Task brief:
Across the entries below, how many lines contain the string "bincode"? Give only the count.
** Dataset follows **
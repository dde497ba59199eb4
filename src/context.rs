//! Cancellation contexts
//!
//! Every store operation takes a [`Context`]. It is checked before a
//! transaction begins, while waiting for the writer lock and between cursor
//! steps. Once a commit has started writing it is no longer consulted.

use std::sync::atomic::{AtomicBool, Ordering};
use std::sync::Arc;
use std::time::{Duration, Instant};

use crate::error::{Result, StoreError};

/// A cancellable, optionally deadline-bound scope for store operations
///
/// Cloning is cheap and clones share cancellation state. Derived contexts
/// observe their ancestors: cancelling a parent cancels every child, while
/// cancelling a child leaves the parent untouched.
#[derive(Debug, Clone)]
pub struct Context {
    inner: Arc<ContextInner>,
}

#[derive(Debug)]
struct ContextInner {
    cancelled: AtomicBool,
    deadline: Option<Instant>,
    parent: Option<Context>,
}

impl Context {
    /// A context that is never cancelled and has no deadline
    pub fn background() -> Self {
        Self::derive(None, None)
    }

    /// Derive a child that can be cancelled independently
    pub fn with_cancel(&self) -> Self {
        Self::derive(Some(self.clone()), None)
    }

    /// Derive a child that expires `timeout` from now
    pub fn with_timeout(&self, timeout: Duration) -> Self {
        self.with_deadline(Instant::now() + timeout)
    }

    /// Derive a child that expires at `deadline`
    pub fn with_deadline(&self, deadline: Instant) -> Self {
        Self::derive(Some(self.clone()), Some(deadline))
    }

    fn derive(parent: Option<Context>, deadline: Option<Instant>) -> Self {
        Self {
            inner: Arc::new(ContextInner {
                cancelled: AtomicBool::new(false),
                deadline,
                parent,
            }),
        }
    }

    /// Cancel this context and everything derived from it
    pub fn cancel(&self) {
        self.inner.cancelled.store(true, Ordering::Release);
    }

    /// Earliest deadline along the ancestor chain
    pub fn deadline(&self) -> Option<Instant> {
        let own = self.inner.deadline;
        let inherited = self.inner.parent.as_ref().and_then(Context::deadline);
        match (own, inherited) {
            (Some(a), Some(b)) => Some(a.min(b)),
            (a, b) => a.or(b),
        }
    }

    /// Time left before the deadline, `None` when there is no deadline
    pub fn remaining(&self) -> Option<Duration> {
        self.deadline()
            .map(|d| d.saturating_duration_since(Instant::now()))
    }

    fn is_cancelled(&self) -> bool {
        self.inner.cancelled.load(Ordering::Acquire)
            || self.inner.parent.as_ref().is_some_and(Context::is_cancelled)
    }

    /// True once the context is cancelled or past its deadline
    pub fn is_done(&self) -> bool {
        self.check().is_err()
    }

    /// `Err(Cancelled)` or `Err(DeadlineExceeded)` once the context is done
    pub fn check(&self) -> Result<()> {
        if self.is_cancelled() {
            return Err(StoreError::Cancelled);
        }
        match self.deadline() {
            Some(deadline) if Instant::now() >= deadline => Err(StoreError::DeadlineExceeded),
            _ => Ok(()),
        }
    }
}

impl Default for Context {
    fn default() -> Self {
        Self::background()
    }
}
** End of Dataset **
** Dataset follows **
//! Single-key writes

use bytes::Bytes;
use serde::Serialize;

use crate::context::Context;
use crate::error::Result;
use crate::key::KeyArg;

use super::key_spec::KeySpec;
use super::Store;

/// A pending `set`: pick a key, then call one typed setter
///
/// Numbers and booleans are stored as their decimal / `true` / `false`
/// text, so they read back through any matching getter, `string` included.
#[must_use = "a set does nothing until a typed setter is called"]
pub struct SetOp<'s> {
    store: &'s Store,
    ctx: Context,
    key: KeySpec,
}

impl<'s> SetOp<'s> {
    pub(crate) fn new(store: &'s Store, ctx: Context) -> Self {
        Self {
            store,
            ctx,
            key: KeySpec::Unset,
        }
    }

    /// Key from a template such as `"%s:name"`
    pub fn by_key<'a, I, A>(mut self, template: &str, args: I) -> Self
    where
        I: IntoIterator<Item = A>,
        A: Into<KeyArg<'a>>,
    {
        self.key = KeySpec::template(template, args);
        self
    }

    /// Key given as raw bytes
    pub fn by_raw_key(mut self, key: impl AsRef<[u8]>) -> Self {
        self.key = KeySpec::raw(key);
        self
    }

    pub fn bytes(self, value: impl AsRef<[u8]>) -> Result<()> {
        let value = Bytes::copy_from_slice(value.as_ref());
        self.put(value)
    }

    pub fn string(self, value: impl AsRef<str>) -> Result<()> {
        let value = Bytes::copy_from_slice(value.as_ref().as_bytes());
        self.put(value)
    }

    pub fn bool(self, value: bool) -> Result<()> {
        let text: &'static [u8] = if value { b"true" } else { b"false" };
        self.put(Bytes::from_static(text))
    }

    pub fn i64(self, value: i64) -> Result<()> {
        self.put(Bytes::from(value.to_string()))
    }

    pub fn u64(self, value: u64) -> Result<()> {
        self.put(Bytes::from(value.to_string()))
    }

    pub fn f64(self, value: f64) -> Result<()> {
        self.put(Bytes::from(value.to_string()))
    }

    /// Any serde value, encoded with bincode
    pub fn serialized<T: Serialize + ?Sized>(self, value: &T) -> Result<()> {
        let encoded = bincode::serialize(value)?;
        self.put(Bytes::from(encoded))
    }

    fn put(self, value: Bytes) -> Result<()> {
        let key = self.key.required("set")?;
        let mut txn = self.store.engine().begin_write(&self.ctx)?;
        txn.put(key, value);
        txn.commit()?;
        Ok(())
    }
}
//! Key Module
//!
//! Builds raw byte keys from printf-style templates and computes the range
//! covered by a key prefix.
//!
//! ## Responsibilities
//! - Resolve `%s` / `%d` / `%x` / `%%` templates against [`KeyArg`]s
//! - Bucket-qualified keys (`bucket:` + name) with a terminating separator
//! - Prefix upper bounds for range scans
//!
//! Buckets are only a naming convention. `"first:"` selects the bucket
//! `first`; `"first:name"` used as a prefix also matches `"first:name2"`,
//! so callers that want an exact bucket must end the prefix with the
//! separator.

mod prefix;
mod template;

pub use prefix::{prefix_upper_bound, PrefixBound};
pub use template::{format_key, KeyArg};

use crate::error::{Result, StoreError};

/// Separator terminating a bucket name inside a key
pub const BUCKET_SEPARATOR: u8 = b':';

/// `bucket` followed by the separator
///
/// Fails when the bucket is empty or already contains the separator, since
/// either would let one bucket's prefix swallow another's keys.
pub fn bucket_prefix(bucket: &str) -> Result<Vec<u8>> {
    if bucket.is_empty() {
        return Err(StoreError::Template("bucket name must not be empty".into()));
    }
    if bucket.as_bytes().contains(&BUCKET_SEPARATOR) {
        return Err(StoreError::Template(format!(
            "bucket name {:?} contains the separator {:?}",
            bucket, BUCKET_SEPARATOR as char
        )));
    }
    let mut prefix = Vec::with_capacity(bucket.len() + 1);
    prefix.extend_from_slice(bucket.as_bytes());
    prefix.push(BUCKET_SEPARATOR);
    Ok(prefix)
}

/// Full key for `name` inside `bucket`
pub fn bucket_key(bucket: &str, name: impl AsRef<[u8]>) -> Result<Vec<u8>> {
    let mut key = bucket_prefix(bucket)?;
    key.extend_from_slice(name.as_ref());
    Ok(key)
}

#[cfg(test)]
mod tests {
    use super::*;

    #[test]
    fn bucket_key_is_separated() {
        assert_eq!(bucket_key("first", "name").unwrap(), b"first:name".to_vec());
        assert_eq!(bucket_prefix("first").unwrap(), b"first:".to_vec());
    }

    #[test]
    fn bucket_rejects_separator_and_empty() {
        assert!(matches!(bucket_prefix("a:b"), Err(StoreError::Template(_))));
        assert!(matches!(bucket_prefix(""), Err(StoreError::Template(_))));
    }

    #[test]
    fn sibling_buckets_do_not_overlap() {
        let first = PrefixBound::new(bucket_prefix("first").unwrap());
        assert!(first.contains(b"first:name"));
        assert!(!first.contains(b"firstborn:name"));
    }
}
** End of Dataset **
** Dataset follows **
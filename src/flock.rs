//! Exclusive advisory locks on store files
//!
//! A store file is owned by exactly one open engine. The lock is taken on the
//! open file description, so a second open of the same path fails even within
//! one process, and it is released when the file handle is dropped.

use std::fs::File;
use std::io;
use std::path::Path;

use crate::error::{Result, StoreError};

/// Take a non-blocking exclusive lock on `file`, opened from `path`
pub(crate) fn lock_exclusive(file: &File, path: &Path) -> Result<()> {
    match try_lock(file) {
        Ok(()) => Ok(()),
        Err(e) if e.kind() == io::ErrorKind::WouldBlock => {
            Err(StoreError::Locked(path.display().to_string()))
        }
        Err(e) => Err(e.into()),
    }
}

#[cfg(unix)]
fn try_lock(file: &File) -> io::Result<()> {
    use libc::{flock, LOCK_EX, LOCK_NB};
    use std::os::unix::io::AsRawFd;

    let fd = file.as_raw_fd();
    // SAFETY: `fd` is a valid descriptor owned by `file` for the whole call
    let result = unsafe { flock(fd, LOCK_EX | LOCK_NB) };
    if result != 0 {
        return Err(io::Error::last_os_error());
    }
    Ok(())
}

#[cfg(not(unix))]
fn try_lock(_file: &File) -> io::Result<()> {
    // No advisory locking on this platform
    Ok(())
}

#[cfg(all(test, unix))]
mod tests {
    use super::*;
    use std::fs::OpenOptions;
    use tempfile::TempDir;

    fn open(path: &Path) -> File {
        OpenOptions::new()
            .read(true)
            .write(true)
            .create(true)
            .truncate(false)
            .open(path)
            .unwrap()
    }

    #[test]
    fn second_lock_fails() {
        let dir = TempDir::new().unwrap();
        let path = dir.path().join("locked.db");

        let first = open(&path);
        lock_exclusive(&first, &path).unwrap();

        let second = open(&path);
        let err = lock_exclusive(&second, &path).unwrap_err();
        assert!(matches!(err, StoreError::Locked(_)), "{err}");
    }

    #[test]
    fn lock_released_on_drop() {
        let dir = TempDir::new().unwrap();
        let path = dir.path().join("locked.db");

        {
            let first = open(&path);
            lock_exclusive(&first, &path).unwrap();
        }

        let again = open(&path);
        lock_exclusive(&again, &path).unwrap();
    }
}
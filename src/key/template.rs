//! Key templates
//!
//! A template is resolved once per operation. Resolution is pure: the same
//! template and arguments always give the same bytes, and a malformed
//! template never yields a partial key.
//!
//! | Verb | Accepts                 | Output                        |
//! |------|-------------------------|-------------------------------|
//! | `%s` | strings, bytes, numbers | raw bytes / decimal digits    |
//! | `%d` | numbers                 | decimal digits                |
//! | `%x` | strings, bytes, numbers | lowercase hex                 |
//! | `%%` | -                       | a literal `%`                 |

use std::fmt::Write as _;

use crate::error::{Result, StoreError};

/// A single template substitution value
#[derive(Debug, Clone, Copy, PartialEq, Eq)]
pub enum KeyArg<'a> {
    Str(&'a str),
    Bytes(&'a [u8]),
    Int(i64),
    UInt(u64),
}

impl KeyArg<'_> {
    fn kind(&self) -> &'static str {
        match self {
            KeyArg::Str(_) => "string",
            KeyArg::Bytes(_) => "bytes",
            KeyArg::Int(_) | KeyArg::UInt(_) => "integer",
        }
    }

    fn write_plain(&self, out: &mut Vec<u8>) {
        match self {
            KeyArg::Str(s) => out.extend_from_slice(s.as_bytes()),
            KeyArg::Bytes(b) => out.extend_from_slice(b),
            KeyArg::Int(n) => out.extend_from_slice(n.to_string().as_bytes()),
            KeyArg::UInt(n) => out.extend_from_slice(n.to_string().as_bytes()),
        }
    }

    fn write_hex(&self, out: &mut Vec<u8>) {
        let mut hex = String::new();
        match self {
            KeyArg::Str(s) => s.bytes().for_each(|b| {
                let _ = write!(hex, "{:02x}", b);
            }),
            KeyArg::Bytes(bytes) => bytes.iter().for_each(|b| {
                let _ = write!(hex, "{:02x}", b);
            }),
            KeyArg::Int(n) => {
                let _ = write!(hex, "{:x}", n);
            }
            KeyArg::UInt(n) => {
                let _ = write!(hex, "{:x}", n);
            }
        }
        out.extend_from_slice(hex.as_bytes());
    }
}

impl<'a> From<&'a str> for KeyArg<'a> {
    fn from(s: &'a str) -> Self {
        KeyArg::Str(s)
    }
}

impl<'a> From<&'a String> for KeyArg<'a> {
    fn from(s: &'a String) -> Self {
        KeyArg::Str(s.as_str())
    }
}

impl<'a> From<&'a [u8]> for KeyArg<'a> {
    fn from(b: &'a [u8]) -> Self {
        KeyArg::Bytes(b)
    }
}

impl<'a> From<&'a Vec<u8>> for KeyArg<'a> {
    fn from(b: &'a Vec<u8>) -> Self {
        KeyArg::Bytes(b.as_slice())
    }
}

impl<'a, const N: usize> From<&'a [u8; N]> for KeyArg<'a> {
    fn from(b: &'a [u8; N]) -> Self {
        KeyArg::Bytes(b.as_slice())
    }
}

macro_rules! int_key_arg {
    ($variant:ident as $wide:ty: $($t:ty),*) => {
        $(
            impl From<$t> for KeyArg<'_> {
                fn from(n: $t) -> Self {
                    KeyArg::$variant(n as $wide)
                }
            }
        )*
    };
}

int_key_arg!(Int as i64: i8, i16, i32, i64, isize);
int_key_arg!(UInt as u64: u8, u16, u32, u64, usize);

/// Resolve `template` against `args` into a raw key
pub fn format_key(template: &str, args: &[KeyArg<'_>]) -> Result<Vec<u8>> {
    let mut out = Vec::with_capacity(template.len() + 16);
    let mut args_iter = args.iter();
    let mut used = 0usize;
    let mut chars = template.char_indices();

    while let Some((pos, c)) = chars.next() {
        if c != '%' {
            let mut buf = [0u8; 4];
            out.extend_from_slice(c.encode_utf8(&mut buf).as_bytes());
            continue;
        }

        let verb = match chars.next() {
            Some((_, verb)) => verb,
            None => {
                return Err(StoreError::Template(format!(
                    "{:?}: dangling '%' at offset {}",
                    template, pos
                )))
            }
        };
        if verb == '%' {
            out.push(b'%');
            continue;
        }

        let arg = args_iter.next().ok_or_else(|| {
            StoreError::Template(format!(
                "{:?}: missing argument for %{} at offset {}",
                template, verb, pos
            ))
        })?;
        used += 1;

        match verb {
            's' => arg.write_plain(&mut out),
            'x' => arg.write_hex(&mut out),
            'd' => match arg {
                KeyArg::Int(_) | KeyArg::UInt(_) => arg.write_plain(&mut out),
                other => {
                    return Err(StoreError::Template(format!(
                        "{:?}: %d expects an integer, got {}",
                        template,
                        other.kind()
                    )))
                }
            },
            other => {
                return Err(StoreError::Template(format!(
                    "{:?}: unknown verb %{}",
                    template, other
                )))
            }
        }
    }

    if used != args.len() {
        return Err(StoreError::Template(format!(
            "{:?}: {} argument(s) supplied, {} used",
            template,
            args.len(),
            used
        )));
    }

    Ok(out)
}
** End of Dataset **
Solved problem:
2